In this study, a micromechanical approach is used to investigate the deformation behaviour of rheocast Al–7Si–0.3Mg alloy. The alloy is rheocast using a cooling slope (at 45° and 60° angles) after melt treatment with a grain refiner addition (0.15% by weight Al–5Ti–1B master alloy). The comparison is made with the conventionally cast sample of the same alloy. Microscale instability of the rheocast alloy occurring at the onset of deformation, due to the strain incompatibility between the primary and eutectic phases, causes stress and strain localization as well as a triaxial state of stress, which subsequently governs void initiation and growth in the said alloy.

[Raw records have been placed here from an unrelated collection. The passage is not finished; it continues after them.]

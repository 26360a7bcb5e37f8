//! GeoTIFF reading and writing
//!
//! Thin layer over the `tiff` crate that understands the GeoTIFF tags needed
//! to build a CRS transformer:
//! - ModelPixelScale + ModelTiepoint, or ModelTransformation
//! - GeoKeyDirectory (EPSG code of the geographic or projected CRS)

use std::fs::File;
use std::io::{BufReader, BufWriter};
use std::path::Path;

use tiff::decoder::{Decoder, DecodingResult};
use tiff::encoder::{colortype, TiffEncoder};
use tiff::tags::Tag;

use crate::crs::{GeoTransform, Georeference, Projection, EPSG_WGS84};
use crate::error::{DataError, DataResult};

const GT_MODEL_TYPE_KEY: u16 = 1024;
const GT_RASTER_TYPE_KEY: u16 = 1025;
const GEOGRAPHIC_TYPE_KEY: u16 = 2048;
const PROJECTED_CS_TYPE_KEY: u16 = 3072;
const MODEL_TYPE_PROJECTED: u16 = 1;
const MODEL_TYPE_GEOGRAPHIC: u16 = 2;
const RASTER_PIXEL_IS_AREA: u16 = 1;

/// Dimensions and georeferencing of a GeoTIFF
#[derive(Debug, Clone, PartialEq)]
pub struct RasterMetadata {
    pub width: u32,
    pub height: u32,
    pub bands: usize,
    pub georeference: Option<Georeference>,
}

/// Decoded pixels, band-interleaved by pixel, as `f32`
#[derive(Debug, Clone, PartialEq)]
pub struct RasterData {
    pub width: u32,
    pub height: u32,
    pub bands: usize,
    pub values: Vec<f32>,
}

impl RasterData {
    /// Value of `band` at (`row`, `col`)
    #[inline]
    #[must_use]
    pub fn get(&self, row: u32, col: u32, band: usize) -> f32 {
        let pixel = row as usize * self.width as usize + col as usize;
        self.values[pixel * self.bands + band]
    }
}

fn open(path: &Path) -> DataResult<Decoder<BufReader<File>>> {
    let file = File::open(path).map_err(|e| DataError::io_error(path, e))?;
    Decoder::new(BufReader::new(file)).map_err(|e| DataError::raster(path.display().to_string(), e))
}

/// Read dimensions and georeferencing without decoding pixels
///
/// # Errors
/// Returns error if the file is not a readable TIFF or uses an unsupported CRS
pub fn read_metadata(path: &Path) -> DataResult<RasterMetadata> {
    let uri = path.display().to_string();
    let mut decoder = open(path)?;
    let (width, height) = decoder.dimensions().map_err(|e| DataError::raster(&uri, e))?;
    let bands = decoder
        .find_tag_unsigned::<u16>(Tag::SamplesPerPixel)
        .map_err(|e| DataError::raster(&uri, e))?
        .map_or(1, usize::from);

    let transform = read_transform(&mut decoder).map_err(|e| DataError::raster(&uri, e))?;
    let georeference = match transform {
        Some(transform) => {
            let keys = decoder
                .find_tag_unsigned_vec::<u16>(Tag::GeoKeyDirectoryTag)
                .map_err(|e| DataError::raster(&uri, e))?;
            let projection = projection_from_geokeys(keys.as_deref())?;
            Some(Georeference {
                transform,
                projection,
            })
        }
        None => None,
    };

    Ok(RasterMetadata {
        width,
        height,
        bands,
        georeference,
    })
}

fn read_transform(decoder: &mut Decoder<BufReader<File>>) -> tiff::TiffResult<Option<GeoTransform>> {
    if let Some(matrix) = decoder.find_tag(Tag::ModelTransformationTag)? {
        let m = matrix.into_f64_vec()?;
        if m.len() >= 8 {
            return Ok(Some(GeoTransform {
                origin_x: m[3],
                pixel_width: m[0],
                row_rotation: m[1],
                origin_y: m[7],
                col_rotation: m[4],
                pixel_height: m[5],
            }));
        }
    }

    let scale = decoder.find_tag(Tag::ModelPixelScaleTag)?;
    let tiepoint = decoder.find_tag(Tag::ModelTiepointTag)?;
    match (scale, tiepoint) {
        (Some(scale), Some(tiepoint)) => {
            let scale = scale.into_f64_vec()?;
            let tie = tiepoint.into_f64_vec()?;
            if scale.len() < 2 || tie.len() < 6 {
                return Ok(None);
            }
            // Tiepoint maps raster (I, J) to model (X, Y)
            Ok(Some(GeoTransform::north_up(
                tie[3] - tie[0] * scale[0],
                tie[4] + tie[1] * scale[1],
                scale[0],
                scale[1],
            )))
        }
        _ => Ok(None),
    }
}

fn projection_from_geokeys(keys: Option<&[u16]>) -> DataResult<Projection> {
    let Some(keys) = keys else {
        tracing::warn!("GeoTIFF has no GeoKeyDirectory; assuming EPSG:{}", EPSG_WGS84);
        return Ok(Projection::Geographic);
    };

    let lookup = |key: u16| {
        keys.get(4..)
            .unwrap_or_default()
            .chunks_exact(4)
            .find(|entry| entry[0] == key && entry[1] == 0)
            .map(|entry| entry[3])
    };

    let code = lookup(PROJECTED_CS_TYPE_KEY)
        .or_else(|| lookup(GEOGRAPHIC_TYPE_KEY))
        .unwrap_or(EPSG_WGS84);
    Projection::from_epsg(code).ok_or(DataError::UnsupportedCrs(code))
}

fn geokeys(projection: Projection) -> Vec<u16> {
    let (model_type, crs_key) = match projection {
        Projection::Geographic => (MODEL_TYPE_GEOGRAPHIC, GEOGRAPHIC_TYPE_KEY),
        Projection::WebMercator => (MODEL_TYPE_PROJECTED, PROJECTED_CS_TYPE_KEY),
    };
    vec![
        1, 1, 0, 3,
        GT_MODEL_TYPE_KEY, 0, 1, model_type,
        GT_RASTER_TYPE_KEY, 0, 1, RASTER_PIXEL_IS_AREA,
        crs_key, 0, 1, projection.epsg(),
    ]
}

/// Decode all pixels
///
/// # Errors
/// Returns error if decoding fails or the sample format is unsupported
pub fn read_data(path: &Path) -> DataResult<RasterData> {
    let uri = path.display().to_string();
    let mut decoder = open(path)?;
    let (width, height) = decoder.dimensions().map_err(|e| DataError::raster(&uri, e))?;
    let decoded = decoder.read_image().map_err(|e| DataError::raster(&uri, e))?;

    let values: Vec<f32> = match decoded {
        DecodingResult::U8(v) => v.into_iter().map(f32::from).collect(),
        DecodingResult::U16(v) => v.into_iter().map(f32::from).collect(),
        DecodingResult::U32(v) => v.into_iter().map(|x| x as f32).collect(),
        DecodingResult::U64(v) => v.into_iter().map(|x| x as f32).collect(),
        DecodingResult::I8(v) => v.into_iter().map(f32::from).collect(),
        DecodingResult::I16(v) => v.into_iter().map(f32::from).collect(),
        DecodingResult::I32(v) => v.into_iter().map(|x| x as f32).collect(),
        DecodingResult::I64(v) => v.into_iter().map(|x| x as f32).collect(),
        DecodingResult::F32(v) => v,
        DecodingResult::F64(v) => v.into_iter().map(|x| x as f32).collect(),
        #[allow(unreachable_patterns)]
        _ => return Err(DataError::raster(&uri, "unsupported sample format")),
    };

    let pixels = width as usize * height as usize;
    if pixels == 0 || values.len() % pixels != 0 {
        return Err(DataError::raster(&uri, "sample count does not match dimensions"));
    }

    Ok(RasterData {
        width,
        height,
        bands: values.len() / pixels,
        values,
    })
}

/// Write an 8-bit GeoTIFF with one (gray) or three (RGB) bands
///
/// # Errors
/// Returns error if the band count is unsupported, `data` does not match
/// the dimensions, or writing fails
pub fn write_u8(
    path: &Path,
    width: u32,
    height: u32,
    bands: usize,
    data: &[u8],
    georeference: Option<&Georeference>,
) -> DataResult<()> {
    let uri = path.display().to_string();
    if data.len() != width as usize * height as usize * bands {
        return Err(DataError::raster(&uri, "data length does not match dimensions"));
    }

    let file = File::create(path).map_err(|e| DataError::io_error(path, e))?;
    let mut encoder = TiffEncoder::new(BufWriter::new(file)).map_err(|e| DataError::raster(&uri, e))?;

    match bands {
        1 => {
            let mut image = encoder
                .new_image::<colortype::Gray8>(width, height)
                .map_err(|e| DataError::raster(&uri, e))?;
            if let Some(georeference) = georeference {
                write_geotags(image.encoder(), georeference).map_err(|e| DataError::raster(&uri, e))?;
            }
            image.write_data(data).map_err(|e| DataError::raster(&uri, e))
        }
        3 => {
            let mut image = encoder
                .new_image::<colortype::RGB8>(width, height)
                .map_err(|e| DataError::raster(&uri, e))?;
            if let Some(georeference) = georeference {
                write_geotags(image.encoder(), georeference).map_err(|e| DataError::raster(&uri, e))?;
            }
            image.write_data(data).map_err(|e| DataError::raster(&uri, e))
        }
        n => Err(DataError::raster(&uri, format!("cannot write {n} bands"))),
    }
}

fn write_geotags<W, K>(
    dir: &mut tiff::encoder::DirectoryEncoder<'_, W, K>,
    georeference: &Georeference,
) -> tiff::TiffResult<()>
where
    W: std::io::Write + std::io::Seek,
    K: tiff::encoder::TiffKind,
{
    let t = &georeference.transform;
    if t.is_north_up() {
        let scale = [t.pixel_width, -t.pixel_height, 0.0];
        let tiepoint = [0.0, 0.0, 0.0, t.origin_x, t.origin_y, 0.0];
        dir.write_tag(Tag::ModelPixelScaleTag, &scale[..])?;
        dir.write_tag(Tag::ModelTiepointTag, &tiepoint[..])?;
    } else {
        let matrix = [
            t.pixel_width, t.row_rotation, 0.0, t.origin_x,
            t.col_rotation, t.pixel_height, 0.0, t.origin_y,
            0.0, 0.0, 0.0, 0.0,
            0.0, 0.0, 0.0, 1.0,
        ];
        dir.write_tag(Tag::ModelTransformationTag, &matrix[..])?;
    }
    dir.write_tag(Tag::GeoKeyDirectoryTag, &geokeys(georeference.projection)[..])
}

#[cfg(test)]
mod tests {
    use super::*;

    fn georeference(projection: Projection) -> Georeference {
        Georeference {
            transform: GeoTransform::north_up(10.0, 50.0, 0.001, 0.001),
            projection,
        }
    }

    #[test]
    fn write_then_read_metadata() {
        let dir = tempfile::tempdir().unwrap();
        let path = dir.path().join("gray.tif");
        let georef = georeference(Projection::Geographic);

        write_u8(&path, 4, 3, 1, &[7; 12], Some(&georef)).unwrap();
        let meta = read_metadata(&path).unwrap();

        assert_eq!((meta.width, meta.height, meta.bands), (4, 3, 1));
        assert_eq!(meta.georeference, Some(georef));
    }

    #[test]
    fn rotated_transform_uses_matrix_tag() {
        let dir = tempfile::tempdir().unwrap();
        let path = dir.path().join("rotated.tif");
        let georef = Georeference {
            transform: GeoTransform {
                origin_x: 1000.0,
                pixel_width: 10.0,
                row_rotation: 1.0,
                origin_y: 5000.0,
                col_rotation: 2.0,
                pixel_height: -10.0,
            },
            projection: Projection::WebMercator,
        };

        write_u8(&path, 2, 2, 1, &[0; 4], Some(&georef)).unwrap();
        assert_eq!(read_metadata(&path).unwrap().georeference, Some(georef));
    }

    #[test]
    fn read_rgb_data() {
        let dir = tempfile::tempdir().unwrap();
        let path = dir.path().join("rgb.tif");
        let data: Vec<u8> = (0..12).collect();

        write_u8(&path, 2, 2, 3, &data, None).unwrap();
        let raster = read_data(&path).unwrap();

        assert_eq!(raster.bands, 3);
        assert_eq!(read_metadata(&path).unwrap().bands, 3);
        assert_eq!(raster.get(1, 0, 2), 8.0);
        assert!(read_metadata(&path).unwrap().georeference.is_none());
    }

    #[test]
    fn write_rejects_bad_length() {
        let dir = tempfile::tempdir().unwrap();
        let err = write_u8(&dir.path().join("bad.tif"), 2, 2, 1, &[0; 3], None).unwrap_err();
        assert!(matches!(err, DataError::Raster { .. }));
    }

    #[test]
    fn unsupported_epsg() {
        let keys = [1, 1, 0, 1, PROJECTED_CS_TYPE_KEY, 0, 1, 32615];
        assert!(matches!(
            projection_from_geokeys(Some(&keys)),
            Err(DataError::UnsupportedCrs(32615))
        ));
        assert_eq!(projection_from_geokeys(None).unwrap(), Projection::Geographic);
    }
}
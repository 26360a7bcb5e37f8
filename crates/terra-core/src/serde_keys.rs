//! Integer-keyed maps in config mappings
//!
//! Mapping keys are always strings once persisted. Buffered deserialization
//! (internally tagged enums) does not coerce them back to integers, so keys
//! are parsed explicitly.

use std::collections::BTreeMap;
use std::fmt::Display;
use std::str::FromStr;

use serde::de::Error as _;
use serde::{Deserialize, Deserializer};

pub(crate) fn deserialize<'de, D, K, V>(deserializer: D) -> Result<BTreeMap<K, V>, D::Error>
where
    D: Deserializer<'de>,
    K: FromStr + Ord,
    K::Err: Display,
    V: Deserialize<'de>,
{
    BTreeMap::<String, V>::deserialize(deserializer)?
        .into_iter()
        .map(|(key, value)| {
            key.trim()
                .parse::<K>()
                .map(|k| (k, value))
                .map_err(|e| D::Error::custom(format!("invalid map key '{key}': {e}")))
        })
        .collect()
}
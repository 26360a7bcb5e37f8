//! Testing utilities for Terra workspace
//!
//! Shared fixtures: GeoTIFF and GeoJSON writers, a mock pipeline, and
//! scene-config builders.

#![allow(missing_docs)]

use std::path::Path;

use serde_json::{json, Value};
use terra_config::ConfigDict;
use terra_core::raster_io;
use terra_core::{
    CrsTransformer, GeoTransform, Georeference, LabelStoreConfig, PipelineContext, PixelBox, Projection,
    RasterSourceConfig, SceneConfig,
};

/// North-up EPSG:4326 georeference with 0.001 degree pixels at (10, 50)
pub fn test_georeference() -> Georeference {
    Georeference {
        transform: GeoTransform::north_up(10.0, 50.0, 0.001, 0.001),
        projection: Projection::Geographic,
    }
}

pub fn unique_scene_id() -> String {
    format!("scene-{}", uuid::Uuid::new_v4().simple())
}

/// Write a georeferenced 8-bit raster whose values count up from 0
pub fn write_test_raster(dir: &Path, name: &str, width: u32, height: u32, bands: usize) -> String {
    let path = dir.join(name);
    let len = width as usize * height as usize * bands;
    let data: Vec<u8> = (0..len).map(|i| (i % 256) as u8).collect();
    raster_io::write_u8(&path, width, height, bands, &data, Some(&test_georeference())).unwrap();
    path.display().to_string()
}

/// Write a georeferenced single-band raster of class ids
pub fn write_class_raster(dir: &Path, name: &str, width: u32, height: u32, class_ids: &[u8]) -> String {
    let path = dir.join(name);
    raster_io::write_u8(&path, width, height, 1, class_ids, Some(&test_georeference())).unwrap();
    path.display().to_string()
}

/// GeoJSON polygon covering a pixel window of a [`test_georeference`] raster
pub fn window_geometry(window: &PixelBox) -> Value {
    let crs = terra_core::AffineCrsTransformer::from(test_georeference());
    let ring: Vec<Value> = window
        .to_polygon()
        .exterior()
        .coords()
        .map(|&c| {
            let lonlat = crs.pixel_to_map(c);
            json!([lonlat.x, lonlat.y])
        })
        .collect();
    json!({"type": "Polygon", "coordinates": [ring]})
}

pub fn feature(geometry: Value, properties: Value) -> Value {
    json!({"type": "Feature", "geometry": geometry, "properties": properties})
}

pub fn write_features(dir: &Path, name: &str, features: Vec<Value>) -> String {
    let path = dir.join(name);
    let fc = json!({"type": "FeatureCollection", "features": features});
    std::fs::write(&path, fc.to_string()).unwrap();
    path.display().to_string()
}

/// Write one polygon feature per pixel window
pub fn write_polygons_geojson(dir: &Path, name: &str, windows: &[PixelBox]) -> String {
    let features = windows
        .iter()
        .map(|w| feature(window_geometry(w), json!({})))
        .collect();
    write_features(dir, name, features)
}

pub fn scene_config(id: &str, raster_uri: &str) -> SceneConfig {
    SceneConfig::new(id, RasterSourceConfig::geotiff(raster_uri))
}

pub fn to_dict(value: Value) -> ConfigDict {
    match value {
        Value::Object(dict) => dict,
        other => panic!("expected a mapping, got {other}"),
    }
}

/// Pipeline with a fixed prediction directory and default store
#[derive(Debug, Clone)]
pub struct MockPipeline {
    pub predict_uri: String,
    pub default_store: LabelStoreConfig,
}

impl MockPipeline {
    pub fn new(predict_uri: impl Into<String>) -> Self {
        Self {
            predict_uri: predict_uri.into(),
            default_store: LabelStoreConfig::semantic_segmentation(None),
        }
    }

    pub fn with_default_store(mut self, store: LabelStoreConfig) -> Self {
        self.default_store = store;
        self
    }
}

impl PipelineContext for MockPipeline {
    fn get_default_label_store(&self, _scene: &SceneConfig) -> LabelStoreConfig {
        self.default_store.clone()
    }

    fn predict_uri(&self) -> Option<String> {
        Some(self.predict_uri.clone())
    }
}
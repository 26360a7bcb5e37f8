//! Config trait
//!
//! Defines the interface for declarative, versioned configuration records.
//! Each config type specifies its registered type hint and schema version.

use serde::{de::DeserializeOwned, Serialize};
use serde_json::Value as JsonValue;

use crate::error::ConfigError;

/// Key holding the registered type hint of a config mapping
pub const TYPE_HINT_KEY: &str = "type_hint";

/// Key holding the schema version a config mapping was written with
pub const VERSION_KEY: &str = "version";

/// Persisted, untyped form of a config
pub type ConfigDict = serde_json::Map<String, JsonValue>;

/// Trait for top-level config types
///
/// Implementors serialize their own `type_hint` (usually through
/// `#[serde(tag = "type_hint", rename = "...")]`) so that the registry can
/// locate their entry when the mapping is loaded again. The registry strips
/// `type_hint` and `version` before deserializing, so implementors can set
/// `deny_unknown_fields`.
///
/// # Example
/// ```rust,ignore
/// #[derive(Debug, Clone, PartialEq, Serialize, Deserialize)]
/// #[serde(tag = "type_hint", rename = "class_config", deny_unknown_fields)]
/// pub struct ClassConfig {
///     pub names: Vec<String>,
/// }
///
/// impl Config for ClassConfig {
///     const TYPE_HINT: &'static str = "class_config";
///     const VERSION: u32 = 1;
/// }
/// ```
pub trait Config: Serialize + DeserializeOwned + Clone + std::fmt::Debug + PartialEq {
    /// Registered type hint
    const TYPE_HINT: &'static str;

    /// Current schema version
    const VERSION: u32;

    /// Check invariants that serde cannot express
    ///
    /// # Errors
    /// Returns [`ConfigError::Validation`] describing the first violation
    fn validate(&self) -> Result<(), ConfigError> {
        Ok(())
    }

    /// Serialize to an untyped mapping without version stamps
    ///
    /// Use [`ConfigRegistry::to_dict`](crate::ConfigRegistry::to_dict) for
    /// the persisted form.
    ///
    /// # Errors
    /// Returns error if the config does not serialize to a mapping
    fn to_raw_dict(&self) -> Result<ConfigDict, ConfigError> {
        match serde_json::to_value(self).map_err(|e| ConfigError::Serialization(e.to_string()))? {
            JsonValue::Object(dict) => Ok(dict),
            other => Err(ConfigError::NotAMapping(json_kind(&other).to_string())),
        }
    }
}

/// Short name of a JSON value's kind, for error messages
pub(crate) fn json_kind(value: &JsonValue) -> &'static str {
    match value {
        JsonValue::Null => "null",
        JsonValue::Bool(_) => "a boolean",
        JsonValue::Number(_) => "a number",
        JsonValue::String(_) => "a string",
        JsonValue::Array(_) => "a sequence",
        JsonValue::Object(_) => "a mapping",
    }
}

/// Read the `type_hint` of a mapping, if it has one
#[inline]
#[must_use]
pub fn type_hint_of(dict: &ConfigDict) -> Option<&str> {
    dict.get(TYPE_HINT_KEY).and_then(JsonValue::as_str)
}

#[cfg(test)]
mod tests {
    use super::*;
    use serde::Deserialize;
    use serde_json::json;

    #[derive(Debug, Clone, PartialEq, Serialize, Deserialize)]
    #[serde(tag = "type_hint", rename = "probe")]
    struct ProbeConfig {
        name: String,
    }

    impl Config for ProbeConfig {
        const TYPE_HINT: &'static str = "probe";
        const VERSION: u32 = 2;
    }

    #[test]
    fn raw_dict_carries_type_hint() {
        let cfg = ProbeConfig {
            name: "a".to_string(),
        };
        let dict = cfg.to_raw_dict().unwrap();
        assert_eq!(type_hint_of(&dict), Some("probe"));
        assert_eq!(dict.get("name"), Some(&json!("a")));
        assert!(dict.get(VERSION_KEY).is_none());
    }

    #[test]
    fn type_hint_missing() {
        let dict = ConfigDict::new();
        assert_eq!(type_hint_of(&dict), None);
    }

    #[test]
    fn json_kind_names() {
        assert_eq!(json_kind(&json!([1])), "a sequence");
        assert_eq!(json_kind(&json!(null)), "null");
    }
}
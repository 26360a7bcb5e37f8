//! Scene configuration
//!
//! [`SceneConfig`] ties one raster source to its optional ground truth,
//! prediction destination and areas of interest.
//!
//! # Schema history
//!
//! | version | change |
//! |---------|--------|
//! | 5       | `aoi_geometries` removed in favor of `aoi_uris` |

use std::path::Path;

use geo::{Geometry, Polygon};
use serde::{Deserialize, Serialize};
use serde_json::Value as JsonValue;
use terra_config::{Config, ConfigDict, ConfigError};

use crate::class_config::ClassConfig;
use crate::crs::CrsTransformer;
use crate::error::{DataError, DataResult};
use crate::label_source::LabelSourceConfig;
use crate::label_store::LabelStoreConfig;
use crate::pipeline::PipelineContext;
use crate::raster_source::RasterSourceConfig;
use crate::scene::Scene;
use crate::vector_source::{features_to_pixel, read_feature_collection};

const AOI_GEOMETRIES: &str = "aoi_geometries";

/// Config for one scene
#[derive(Debug, Clone, PartialEq, Serialize, Deserialize)]
#[serde(tag = "type_hint", rename = "scene", deny_unknown_fields)]
pub struct SceneConfig {
    pub id: String,
    pub raster_source: RasterSourceConfig,
    #[serde(default, skip_serializing_if = "Option::is_none")]
    pub label_source: Option<LabelSourceConfig>,
    #[serde(default, skip_serializing_if = "Option::is_none")]
    pub label_store: Option<LabelStoreConfig>,
    /// GeoJSON files of EPSG:4326 polygons assumed fully labeled
    #[serde(default, skip_serializing_if = "Option::is_none")]
    pub aoi_uris: Option<Vec<String>>,
}

impl SceneConfig {
    #[must_use]
    pub fn new(id: impl Into<String>, raster_source: RasterSourceConfig) -> Self {
        Self {
            id: id.into(),
            raster_source,
            label_source: None,
            label_store: None,
            aoi_uris: None,
        }
    }

    #[must_use]
    pub fn with_label_source(mut self, label_source: LabelSourceConfig) -> Self {
        self.label_source = Some(label_source);
        self
    }

    #[must_use]
    pub fn with_label_store(mut self, label_store: LabelStoreConfig) -> Self {
        self.label_store = Some(label_store);
        self
    }

    #[must_use]
    pub fn with_aoi_uris<S: Into<String>>(mut self, uris: impl IntoIterator<Item = S>) -> Self {
        self.aoi_uris = Some(uris.into_iter().map(Into::into).collect());
        self
    }

    /// Build the runtime scene
    ///
    /// AOI polygons keep the order of `aoi_uris`, then file order.
    ///
    /// # Errors
    /// Returns the first error of any component; nothing is built partially
    pub fn build(&self, class_config: &ClassConfig, tmp_dir: &Path, use_transformers: bool) -> DataResult<Scene> {
        let raster_source = self.raster_source.build(tmp_dir, use_transformers)?;
        let crs_transformer = raster_source.crs_transformer();
        let extent = raster_source.extent();

        let label_source = self
            .label_source
            .as_ref()
            .map(|ls| ls.build(class_config, crs_transformer.clone(), extent, tmp_dir))
            .transpose()?;

        let label_store = self
            .label_store
            .as_ref()
            .map(|ls| ls.build(class_config, crs_transformer.clone(), extent, tmp_dir))
            .transpose()?;

        let mut aoi_polygons = Vec::new();
        for uri in self.aoi_uris.iter().flatten() {
            aoi_polygons.extend(read_aoi_polygons(uri, crs_transformer.as_ref())?);
        }

        tracing::info!("Built scene {} with {} AOI polygons", self.id, aoi_polygons.len());
        Ok(Scene::new(self.id.clone(), raster_source, label_source, label_store, aoi_polygons))
    }

    /// Normalize against a pipeline
    ///
    /// Installs the pipeline's default label store when none is set and lets
    /// each component fill pipeline-derived fields. Updating twice with the
    /// same pipeline yields the same config.
    ///
    /// # Errors
    /// Returns [`ConfigError::Validation`] if the config is invalid
    pub fn update(self, pipeline: Option<&dyn PipelineContext>) -> DataResult<Self> {
        self.validate()?;

        let raster_source = self.raster_source.update(pipeline, &self);
        let label_source = self.label_source.as_ref().map(|ls| ls.update(pipeline, &self));
        let label_store = self
            .label_store
            .clone()
            .or_else(|| pipeline.map(|p| p.get_default_label_store(&self)))
            .map(|ls| ls.update(pipeline, &self));

        Ok(Self {
            raster_source,
            label_source,
            label_store,
            ..self
        })
    }
}

impl Config for SceneConfig {
    const TYPE_HINT: &'static str = "scene";
    const VERSION: u32 = 5;

    fn validate(&self) -> Result<(), ConfigError> {
        if self.id.trim().is_empty() {
            return Err(ConfigError::validation(Self::TYPE_HINT, "id must not be empty"));
        }
        if let Some(i) = self.aoi_uris.iter().flatten().position(|uri| uri.trim().is_empty()) {
            return Err(ConfigError::validation(
                Self::TYPE_HINT,
                format!("aoi_uris[{i}] must not be empty"),
            ));
        }
        Ok(())
    }
}

/// Upgrades `scene` mappings one version
///
/// At 4 -> 5 `aoi_geometries` is removed. A null value is dropped; inline
/// geometries cannot be migrated automatically.
///
/// # Errors
/// Returns [`ConfigError::Deprecated`] if `aoi_geometries` holds geometries
pub fn scene_config_upgrader(mut dict: ConfigDict, version: u32) -> Result<ConfigDict, ConfigError> {
    if version == 4 {
        match dict.remove(AOI_GEOMETRIES) {
            None | Some(JsonValue::Null) => {}
            Some(_) => {
                return Err(ConfigError::deprecated(
                    AOI_GEOMETRIES,
                    "Write the geometries to GeoJSON files and list them in aoi_uris instead.",
                ))
            }
        }
    }
    Ok(dict)
}

/// Read AOI polygons from a GeoJSON file, in pixel coordinates
///
/// Any `crs` member is ignored. MultiPolygons and GeometryCollections are
/// exploded.
///
/// # Errors
/// Returns [`DataError::NonPolygonAoi`] for non-areal geometries, or any read error
pub fn read_aoi_polygons(uri: &str, crs_transformer: &dyn CrsTransformer) -> DataResult<Vec<Polygon<f64>>> {
    let features = read_feature_collection(uri, true)?;
    let features = features_to_pixel(uri, features, crs_transformer)?;

    let mut polygons = Vec::new();
    for geometry in features.features.into_iter().filter_map(|f| f.geometry) {
        let geom = Geometry::<f64>::try_from(&geometry.value).map_err(|e| DataError::invalid_geojson(uri, e))?;
        collect_polygons(uri, geom, &mut polygons)?;
    }
    Ok(polygons)
}

fn collect_polygons(uri: &str, geom: Geometry<f64>, out: &mut Vec<Polygon<f64>>) -> DataResult<()> {
    match geom {
        Geometry::Polygon(polygon) => out.push(polygon),
        Geometry::MultiPolygon(multi) => out.extend(multi.0),
        Geometry::Rect(rect) => out.push(rect.to_polygon()),
        Geometry::Triangle(triangle) => out.push(triangle.to_polygon()),
        Geometry::GeometryCollection(collection) => {
            for g in collection.0 {
                collect_polygons(uri, g, out)?;
            }
        }
        other => {
            return Err(DataError::NonPolygonAoi {
                uri: uri.to_string(),
                geom_type: geometry_name(&other).to_string(),
            })
        }
    }
    Ok(())
}

fn geometry_name(geom: &Geometry<f64>) -> &'static str {
    match geom {
        Geometry::Point(_) => "Point",
        Geometry::Line(_) => "Line",
        Geometry::LineString(_) => "LineString",
        Geometry::Polygon(_) => "Polygon",
        Geometry::MultiPoint(_) => "MultiPoint",
        Geometry::MultiLineString(_) => "MultiLineString",
        Geometry::MultiPolygon(_) => "MultiPolygon",
        Geometry::GeometryCollection(_) => "GeometryCollection",
        Geometry::Rect(_) => "Rect",
        Geometry::Triangle(_) => "Triangle",
    }
}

A commercial finite element (FE) code ABAQUS is used to simulate microscale deformation behaviour of the three-dimensional representative volume elements (RVE) of approximated and as well as actual microstructure of the said alloy under uniaxial tensile loading. Although, globally uniaxial tensile loading is applied over the RVEs, however, stress triaxiality causes local variation of stress state, as evident from biaxial tensile stress state observed at grain boundaries of the above-mentioned RVEs, whereas uniaxial tensile stress is observed at the central location of these RVEs. Simulation results reveal that the macroscale deformation behaviour of the said alloy is determined by its microscopic features such as shape, size, distribution (spread of primary Al grains within the volume element) and volume fraction of primary Al grains. Moreover, distribution as well as volume fraction of eutectic Si also plays deciding role in deformation behaviour of the alloy. The FE model predictions of improved deformation behaviour/stress distribution evidenced in the rheocast + grain refined alloy is validated via phase level mechanical properties of the alloy, estimated from nanoindentation.